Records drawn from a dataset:
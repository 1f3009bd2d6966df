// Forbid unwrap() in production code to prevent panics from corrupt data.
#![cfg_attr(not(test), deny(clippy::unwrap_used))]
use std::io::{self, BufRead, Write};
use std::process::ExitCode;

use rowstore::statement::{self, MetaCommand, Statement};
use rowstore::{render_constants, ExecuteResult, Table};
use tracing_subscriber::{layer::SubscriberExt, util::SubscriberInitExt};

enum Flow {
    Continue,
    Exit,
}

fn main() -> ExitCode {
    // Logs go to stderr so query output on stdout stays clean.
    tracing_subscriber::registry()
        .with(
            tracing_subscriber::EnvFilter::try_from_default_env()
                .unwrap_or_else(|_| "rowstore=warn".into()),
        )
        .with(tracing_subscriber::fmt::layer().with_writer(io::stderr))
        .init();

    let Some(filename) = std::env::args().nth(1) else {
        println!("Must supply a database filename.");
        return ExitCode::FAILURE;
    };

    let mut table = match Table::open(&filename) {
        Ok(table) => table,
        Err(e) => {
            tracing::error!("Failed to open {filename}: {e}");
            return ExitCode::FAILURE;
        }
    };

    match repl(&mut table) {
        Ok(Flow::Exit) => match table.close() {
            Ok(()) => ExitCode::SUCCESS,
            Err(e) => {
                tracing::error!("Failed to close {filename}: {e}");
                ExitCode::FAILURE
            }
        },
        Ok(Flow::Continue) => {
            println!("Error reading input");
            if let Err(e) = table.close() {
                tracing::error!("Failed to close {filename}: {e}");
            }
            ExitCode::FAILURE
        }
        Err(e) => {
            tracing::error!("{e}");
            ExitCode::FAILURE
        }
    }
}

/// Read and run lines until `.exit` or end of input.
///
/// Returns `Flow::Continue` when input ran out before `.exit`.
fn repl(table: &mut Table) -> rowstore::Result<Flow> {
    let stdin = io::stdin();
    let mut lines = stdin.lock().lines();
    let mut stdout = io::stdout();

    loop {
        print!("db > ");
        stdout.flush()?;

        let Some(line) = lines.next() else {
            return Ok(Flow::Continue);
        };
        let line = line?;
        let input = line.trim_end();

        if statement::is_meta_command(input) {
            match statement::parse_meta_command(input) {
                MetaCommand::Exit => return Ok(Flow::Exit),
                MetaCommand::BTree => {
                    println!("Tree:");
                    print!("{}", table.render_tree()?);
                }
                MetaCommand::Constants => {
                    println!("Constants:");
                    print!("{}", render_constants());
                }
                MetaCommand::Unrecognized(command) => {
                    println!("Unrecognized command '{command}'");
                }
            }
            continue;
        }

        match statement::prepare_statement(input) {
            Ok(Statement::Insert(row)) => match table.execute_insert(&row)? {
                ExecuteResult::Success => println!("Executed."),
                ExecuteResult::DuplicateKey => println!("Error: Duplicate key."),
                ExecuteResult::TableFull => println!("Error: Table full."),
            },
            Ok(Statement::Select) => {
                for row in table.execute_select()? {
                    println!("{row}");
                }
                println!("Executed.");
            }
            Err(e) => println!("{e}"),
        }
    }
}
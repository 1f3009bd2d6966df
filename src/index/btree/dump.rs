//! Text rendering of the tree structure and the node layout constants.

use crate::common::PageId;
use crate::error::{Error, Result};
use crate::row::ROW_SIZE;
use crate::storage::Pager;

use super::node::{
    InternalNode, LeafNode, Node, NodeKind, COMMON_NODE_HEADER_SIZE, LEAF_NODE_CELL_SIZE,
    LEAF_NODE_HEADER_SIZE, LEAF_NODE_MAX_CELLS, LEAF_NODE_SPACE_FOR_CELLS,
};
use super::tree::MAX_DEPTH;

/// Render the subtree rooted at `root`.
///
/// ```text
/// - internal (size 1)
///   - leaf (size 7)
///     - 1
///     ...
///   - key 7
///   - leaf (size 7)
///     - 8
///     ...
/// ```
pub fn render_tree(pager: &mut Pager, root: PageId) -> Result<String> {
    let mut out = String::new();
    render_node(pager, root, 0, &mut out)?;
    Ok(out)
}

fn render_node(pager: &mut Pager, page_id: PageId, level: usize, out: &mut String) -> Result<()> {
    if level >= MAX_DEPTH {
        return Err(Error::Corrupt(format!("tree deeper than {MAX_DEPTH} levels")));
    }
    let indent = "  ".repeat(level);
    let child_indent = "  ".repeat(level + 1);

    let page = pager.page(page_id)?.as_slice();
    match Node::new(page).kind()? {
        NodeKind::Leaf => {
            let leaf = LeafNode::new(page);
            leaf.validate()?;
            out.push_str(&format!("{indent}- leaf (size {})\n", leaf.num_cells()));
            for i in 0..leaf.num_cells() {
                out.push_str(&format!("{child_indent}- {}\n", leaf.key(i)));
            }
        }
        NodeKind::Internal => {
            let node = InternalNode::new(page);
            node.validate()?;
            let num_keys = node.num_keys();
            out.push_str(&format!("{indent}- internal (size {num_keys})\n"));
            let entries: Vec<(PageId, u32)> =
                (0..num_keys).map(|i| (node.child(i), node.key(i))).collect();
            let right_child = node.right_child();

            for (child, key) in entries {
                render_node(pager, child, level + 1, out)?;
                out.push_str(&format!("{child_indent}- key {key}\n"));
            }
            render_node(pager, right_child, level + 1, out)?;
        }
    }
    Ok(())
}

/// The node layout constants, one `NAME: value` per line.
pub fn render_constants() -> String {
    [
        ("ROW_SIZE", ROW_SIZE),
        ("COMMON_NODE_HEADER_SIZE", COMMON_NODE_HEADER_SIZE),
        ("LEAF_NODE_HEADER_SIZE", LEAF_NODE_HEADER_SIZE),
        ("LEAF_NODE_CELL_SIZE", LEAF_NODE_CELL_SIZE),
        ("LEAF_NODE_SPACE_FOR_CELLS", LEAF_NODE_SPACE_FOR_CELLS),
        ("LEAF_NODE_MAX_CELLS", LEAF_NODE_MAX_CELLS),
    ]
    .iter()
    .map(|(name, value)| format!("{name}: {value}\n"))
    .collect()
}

▶ [Task] Retype the data exactly as it reads.

▶ [Answer box]
repository 1f3009bd2d6966df
// Forbid unwrap() in production code to prevent panics from corrupt data.
#![cfg_attr(not(test), deny(clippy::unwrap_used))]
use std::io::{self, BufRead, Write};
use std::process::ExitCode;

use rowstore::statement::{self, MetaCommand, Statement};
use rowstore::{render_constants, ExecuteResult, Table};
use tracing_subscriber::{layer::SubscriberExt, util::SubscriberInitExt};

enum Flow {
    Continue,
    Exit,
}

fn main() -> ExitCode {
    // Logs go to stderr so query output on stdout stays clean.
    tracing_subscriber::registry()
        .with(
            tracing_subscriber::EnvFilter::try_from_default_env()
                .unwrap_or_else(|_| "rowstore=warn".into()),
        )
        .with(tracing_subscriber::fmt::layer().with_writer(io::stderr))
        .init();

    let Some(filename) = std::env::args().nth(1) else {
        println!("Must supply a database filename.");
        return ExitCode::FAILURE;
    };

    let mut table = match Table::open(&filename) {
        Ok(table) => table,
        Err(e) => {
            tracing::error!("Failed to open {filename}: {e}");
            return ExitCode::FAILURE;
        }
    };

    match repl(&mut table) {
        Ok(Flow::Exit) => match table.close() {
            Ok(()) => ExitCode::SUCCESS,
            Err(e) => {
                tracing::error!("Failed to close {filename}: {e}");
                ExitCode::FAILURE
            }
        },
        Ok(Flow::Continue) => {
            println!("Error reading input");
            if let Err(e) = table.close() {
                tracing::error!("Failed to close {filename}: {e}");
            }
            ExitCode::FAILURE
        }
        Err(e) => {
            tracing::error!("{e}");
            ExitCode::FAILURE
        }
    }
}

/// Read and run lines until `.exit` or end of input.
///
/// Returns `Flow::Continue` when input ran out before `.exit`.
fn repl(table: &mut Table) -> rowstore::Result<Flow> {
    let stdin = io::stdin();
    let mut lines = stdin.lock().lines();
    let mut stdout = io::stdout();

    loop {
        print!("db > ");
        stdout.flush()?;

        let Some(line) = lines.next() else {
            return Ok(Flow::Continue);
        };
        let line = line?;
        let input = line.trim_end();

        if statement::is_meta_command(input) {
            match statement::parse_meta_command(input) {
                MetaCommand::Exit => return Ok(Flow::Exit),
                MetaCommand::BTree => {
                    println!("Tree:");
                    print!("{}", table.render_tree()?);
                }
                MetaCommand::Constants => {
                    println!("Constants:");
                    print!("{}", render_constants());
                }
                MetaCommand::Unrecognized(command) => {
                    println!("Unrecognized command '{command}'");
                }
            }
            continue;
        }

        match statement::prepare_statement(input) {
            Ok(Statement::Insert(row)) => match table.execute_insert(&row)? {
                ExecuteResult::Success => println!("Executed."),
                ExecuteResult::DuplicateKey => println!("Error: Duplicate key."),
                ExecuteResult::TableFull => println!("Error: Table full."),
            },
            Ok(Statement::Select) => {
                for row in table.execute_select()? {
                    println!("{row}");
                }
                println!("Executed.");
            }
            Err(e) => println!("{e}"),
        }
    }
}
repository 1f3009bd2d6966df
filename src/index/btree/dump.rs
//! Text rendering of the tree structure and the node layout constants.

use crate::common::PageId;
use crate::error::{Error, Result};
use crate::row::ROW_SIZE;
use crate::storage::Pager;

use super::node::{
    InternalNode, LeafNode, Node, NodeKind, COMMON_NODE_HEADER_SIZE, LEAF_NODE_CELL_SIZE,
    LEAF_NODE_HEADER_SIZE, LEAF_NODE_MAX_CELLS, LEAF_NODE_SPACE_FOR_CELLS,
};
use super::tree::MAX_DEPTH;

/// Render the subtree rooted at `root`.
///
/// ```text
/// - internal (size 1)
///   - leaf (size 7)
///     - 1
///     ...
///   - key 7
///   - leaf (size 7)
///     - 8
///     ...
/// ```
pub fn render_tree(pager: &mut Pager, root: PageId) -> Result<String> {
    let mut out = String::new();
    render_node(pager, root, 0, &mut out)?;
    Ok(out)
}

fn render_node(pager: &mut Pager, page_id: PageId, level: usize, out: &mut String) -> Result<()> {
    if level >= MAX_DEPTH {
        return Err(Error::Corrupt(format!("tree deeper than {MAX_DEPTH} levels")));
    }
    let indent = "  ".repeat(level);
    let child_indent = "  ".repeat(level + 1);

    let page = pager.page(page_id)?.as_slice();
    match Node::new(page).kind()? {
        NodeKind::Leaf => {
            let leaf = LeafNode::new(page);
            leaf.validate()?;
            out.push_str(&format!("{indent}- leaf (size {})\n", leaf.num_cells()));
            for i in 0..leaf.num_cells() {
                out.push_str(&format!("{child_indent}- {}\n", leaf.key(i)));
            }
        }
        NodeKind::Internal => {
            let node = InternalNode::new(page);
            node.validate()?;
            let num_keys = node.num_keys();
            out.push_str(&format!("{indent}- internal (size {num_keys})\n"));
            let entries: Vec<(PageId, u32)> =
                (0..num_keys).map(|i| (node.child(i), node.key(i))).collect();
            let right_child = node.right_child();

            for (child, key) in entries {
                render_node(pager, child, level + 1, out)?;
                out.push_str(&format!("{child_indent}- key {key}\n"));
            }
            render_node(pager, right_child, level + 1, out)?;
        }
    }
    Ok(())
}

/// The node layout constants, one `NAME: value` per line.
pub fn render_constants() -> String {
    [
        ("ROW_SIZE", ROW_SIZE),
        ("COMMON_NODE_HEADER_SIZE", COMMON_NODE_HEADER_SIZE),
        ("LEAF_NODE_HEADER_SIZE", LEAF_NODE_HEADER_SIZE),
        ("LEAF_NODE_CELL_SIZE", LEAF_NODE_CELL_SIZE),
        ("LEAF_NODE_SPACE_FOR_CELLS", LEAF_NODE_SPACE_FOR_CELLS),
        ("LEAF_NODE_MAX_CELLS", LEAF_NODE_MAX_CELLS),
    ]
    .iter()
    .map(|(name, value)| format!("{name}: {value}\n"))
    .collect()
}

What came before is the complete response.